The heart of the matter

Towards the end of a recent Ian Tuttle column on NRO about the Chattanooga shooter he writes:
What induces a person to shoot up a military recruiting center in middle America is surely a complex of factors. But the same network of politicians and media who absurdly attributed Dylann Roof’s murder to the presence of a flag on state property 120 miles away — that is, to the deep and abiding menace of structural racism, “interpersonal and structural . . . current and historical . . . explicit and implicit . . . articulated and silent,” in Charles Blow’s perfectly nebulous formulation — are hesitant to blame terrorism on any “structure” or “institution” not amenable to a stimulus package.
He concludes:
 The hold of religion is deep, and does not acquiesce to jobs programs or tax credits. Until our leaders acknowledge that squarely, we’ll continue to blame earned income for the problems of Islam — and continue to be surprised that we’re in the crosshairs.
Ed Driscoll has an interesting post on the hold of religion that includes the following:
Nietzsche killed God in 1883, but man is hardwired to believe in something. Which explains why much of the 20th century was a search for alternate religions: The State, environmentalism, feminism, hallucinogenic drugs, and virtually all other aspects of the left take on religious aspects as they become more and more radical. But then, as Tom Wolfe wrote in “The ‘Me’ Decade and the Third Great Awakening,” “It is entirely possible that in the long run historians will regard the entire New Left experience as not so much a political as a religious episode wrapped in semi military gear and guerrilla talk.”

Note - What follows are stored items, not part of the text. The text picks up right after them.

//! Generic cross-kind pass (phase 5).
//!
//! Runs over the reassembled atom list after the tier phases, in a fixed
//! order: configured mutually-exclusive pairs cancel one-for-one, configured
//! block rules fire, then three built-in rules from the composite-poison
//! model (gender toxin, energy restoration, bleeding control).

use super::log::{LogAction, ResolveLog};
use crate::config::RulesConfig;
use crate::{EffectAtom, kinds};

/// Remove up to `n` atoms of `kind_a` and `kind_b` pairwise, where `n` is the
/// smaller of the two counts.
pub(crate) fn cancel_pairwise(
    atoms: &mut Vec<EffectAtom>,
    kind_a: &str,
    kind_b: &str,
    logs: &mut Vec<ResolveLog>,
) {
    let count_a = atoms.iter().filter(|a| a.is_kind(kind_a)).count();
    let count_b = atoms.iter().filter(|a| a.is_kind(kind_b)).count();
    let n = count_a.min(count_b);
    if n == 0 {
        return;
    }

    let mut left_a = n;
    let mut left_b = n;
    atoms.retain(|a| {
        if a.is_kind(kind_a) && left_a > 0 {
            left_a -= 1;
            false
        } else if a.is_kind(kind_b) && left_b > 0 {
            left_b -= 1;
            false
        } else {
            true
        }
    });
    logs.push(ResolveLog::new(LogAction::Cancel, format!("{kind_a} ↔ {kind_b}: {n}×")));
}

/// If any atom's kind is in `if_any_of`, remove every atom whose kind is in
/// `then_block`.
pub(crate) fn block_by_presence(
    atoms: &mut Vec<EffectAtom>,
    if_any_of: &[String],
    then_block: &[String],
    note: &str,
    logs: &mut Vec<ResolveLog>,
) {
    if !atoms.iter().any(|a| if_any_of.iter().any(|k| a.is_kind(k))) {
        return;
    }
    let removed: Vec<String> = atoms
        .iter()
        .filter(|a| then_block.iter().any(|k| a.is_kind(k)))
        .map(|a| a.text.clone())
        .collect();
    if removed.is_empty() {
        return;
    }
    atoms.retain(|a| !then_block.iter().any(|k| a.is_kind(k)));
    let label = if note.is_empty() { "Block rule" } else { note };
    logs.push(ResolveLog::new(LogAction::Block, format!("{label}: {}", removed.join(", "))));
}

/// Configured pairs and block rules, then the built-in special rules.
pub(crate) fn apply_cross_kind_rules(
    atoms: &mut Vec<EffectAtom>,
    cfg: &RulesConfig,
    logs: &mut Vec<ResolveLog>,
) {
    for pair in &cfg.mutual_exclusive_pairs {
        cancel_pairwise(atoms, &pair.a, &pair.b, logs);
    }

    for rule in &cfg.block_rules {
        block_by_presence(atoms, &rule.if_any_of, &rule.then_block, &rule.note, logs);
    }

    // Gender-specific toxin is suppressed by "cannot sleep" or sobriety.
    if atoms.iter().any(|a| a.is_kind(kinds::GENDER_TOXIN))
        && atoms.iter().any(|a| a.is_kind(kinds::CANT_SLEEP) || a.is_kind(kinds::SOBRIETY))
    {
        atoms.retain(|a| !a.is_kind(kinds::GENDER_TOXIN));
        logs.push(ResolveLog::new(
            LogAction::Block,
            "Гендерный токсин подавлен (есть 'невозможно уснуть' или отрезвление)",
        ));
    }

    // Composite-poison cleanup: restored energy beats the implied drain...
    if atoms.iter().any(|a| a.is_kind(kinds::RESTORE_ENERGY))
        && atoms.iter().any(|a| a.is_kind(kinds::ENERGY_DOWN))
    {
        atoms.retain(|a| !a.is_kind(kinds::ENERGY_DOWN));
        logs.push(ResolveLog::new(LogAction::Block, "Восстановление энергии блокирует понижение энергии"));
    }

    // ...and bleeding control beats the implied bleeding.
    if atoms.iter().any(|a| a.is_kind(kinds::STOP_BLEEDING) || a.is_kind(kinds::HEALING))
        && atoms.iter().any(|a| a.is_kind(kinds::BLEEDING))
    {
        atoms.retain(|a| !a.is_kind(kinds::BLEEDING));
        logs.push(ResolveLog::new(LogAction::Block, "Кровоостанавливающее/исцеление блокирует кровотечение"));
    }
}

#[cfg(test)]
mod tests {
    use super::*;

    fn atom(kind: &str) -> EffectAtom {
        EffectAtom::new(kind, kind)
    }

    #[test]
    fn pairwise_cancels_min_count() {
        let mut atoms = vec![atom("truth"), atom("lie"), atom("truth"), atom("sleep")];
        let mut logs = Vec::new();
        cancel_pairwise(&mut atoms, "truth", "lie", &mut logs);
        let kinds_left: Vec<&str> = atoms.iter().map(|a| a.kind.as_str()).collect();
        assert_eq!(kinds_left, vec!["truth", "sleep"]);
        assert_eq!(logs.len(), 1);
        assert!(logs[0].details.contains("1×"));
    }

    #[test]
    fn block_rule_fires_only_when_trigger_present() {
        let cfg = RulesConfig {
            mutual_exclusive_pairs: vec![],
            block_rules: vec![crate::config::BlockRule {
                if_any_of: vec!["wake".into()],
                then_block: vec!["sleep".into()],
                note: "Пробуждение".into(),
            }],
            ..RulesConfig::default()
        };

        let mut atoms = vec![atom("sleep")];
        let mut logs = Vec::new();
        apply_cross_kind_rules(&mut atoms, &cfg, &mut logs);
        assert_eq!(atoms.len(), 1);

        let mut atoms = vec![atom("sleep"), atom("wake")];
        apply_cross_kind_rules(&mut atoms, &cfg, &mut logs);
        assert!(atoms.iter().all(|a| !a.is_kind("sleep")));
        assert!(logs.iter().any(|l| l.details.starts_with("Пробуждение")));
    }

    #[test]
    fn restore_energy_removes_all_energy_down() {
        let cfg = RulesConfig { mutual_exclusive_pairs: vec![], block_rules: vec![], ..RulesConfig::default() };
        let mut atoms = vec![atom(kinds::ENERGY_DOWN), atom(kinds::RESTORE_ENERGY), atom(kinds::ENERGY_DOWN)];
        let mut logs = Vec::new();
        apply_cross_kind_rules(&mut atoms, &cfg, &mut logs);
        let kinds_left: Vec<&str> = atoms.iter().map(|a| a.kind.as_str()).collect();
        assert_eq!(kinds_left, vec![kinds::RESTORE_ENERGY]);
        assert_eq!(logs.len(), 1);
        assert_eq!(logs[0].action, LogAction::Block);
    }

    #[test]
    fn gender_toxin_suppressed_by_sobriety() {
        let cfg = RulesConfig { mutual_exclusive_pairs: vec![], block_rules: vec![], ..RulesConfig::default() };
        let mut atoms = vec![atom(kinds::GENDER_TOXIN), atom(kinds::SOBRIETY)];
        let mut logs = Vec::new();
        apply_cross_kind_rules(&mut atoms, &cfg, &mut logs);
        assert!(atoms.iter().all(|a| !a.is_kind(kinds::GENDER_TOXIN)));
    }

    #[test]
    fn healing_removes_bleeding() {
        let cfg = RulesConfig { mutual_exclusive_pairs: vec![], block_rules: vec![], ..RulesConfig::default() };
        let mut atoms = vec![atom(kinds::BLEEDING), atom(kinds::HEALING)];
        let mut logs = Vec::new();
        apply_cross_kind_rules(&mut atoms, &cfg, &mut logs);
        let kinds_left: Vec<&str> = atoms.iter().map(|a| a.kind.as_str()).collect();
        assert_eq!(kinds_left, vec![kinds::HEALING]);
    }
}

All keen observations, but the penultimate paragraph really caught my attention:
 But, as the literary critic Irving Babbitt observed in his 1924 book Democracy and Leadership: “When studied with any degree of thoroughness, the economic problem will be found to run into the political problem, the political problem in the philosophical problem, and the philosophical problem itself to be almost indissolubly bound up at last with the religious problem.” Talk about lack of jobs, if you like — or rampant inflation, unaffordable housing, &c. — but eventually you have to go deeper. Marx was wrong. Men are not explained solely by their economic circumstances.
(emphasis mine)

An economics without consideration of people is not real world economics.  Studying the matter with enough depth and breadth in a "if you give a mouse a cookie" manner, purely material explanations are clearly insufficient.  My own intellectual experience is in accord with that of Irving Babbitt.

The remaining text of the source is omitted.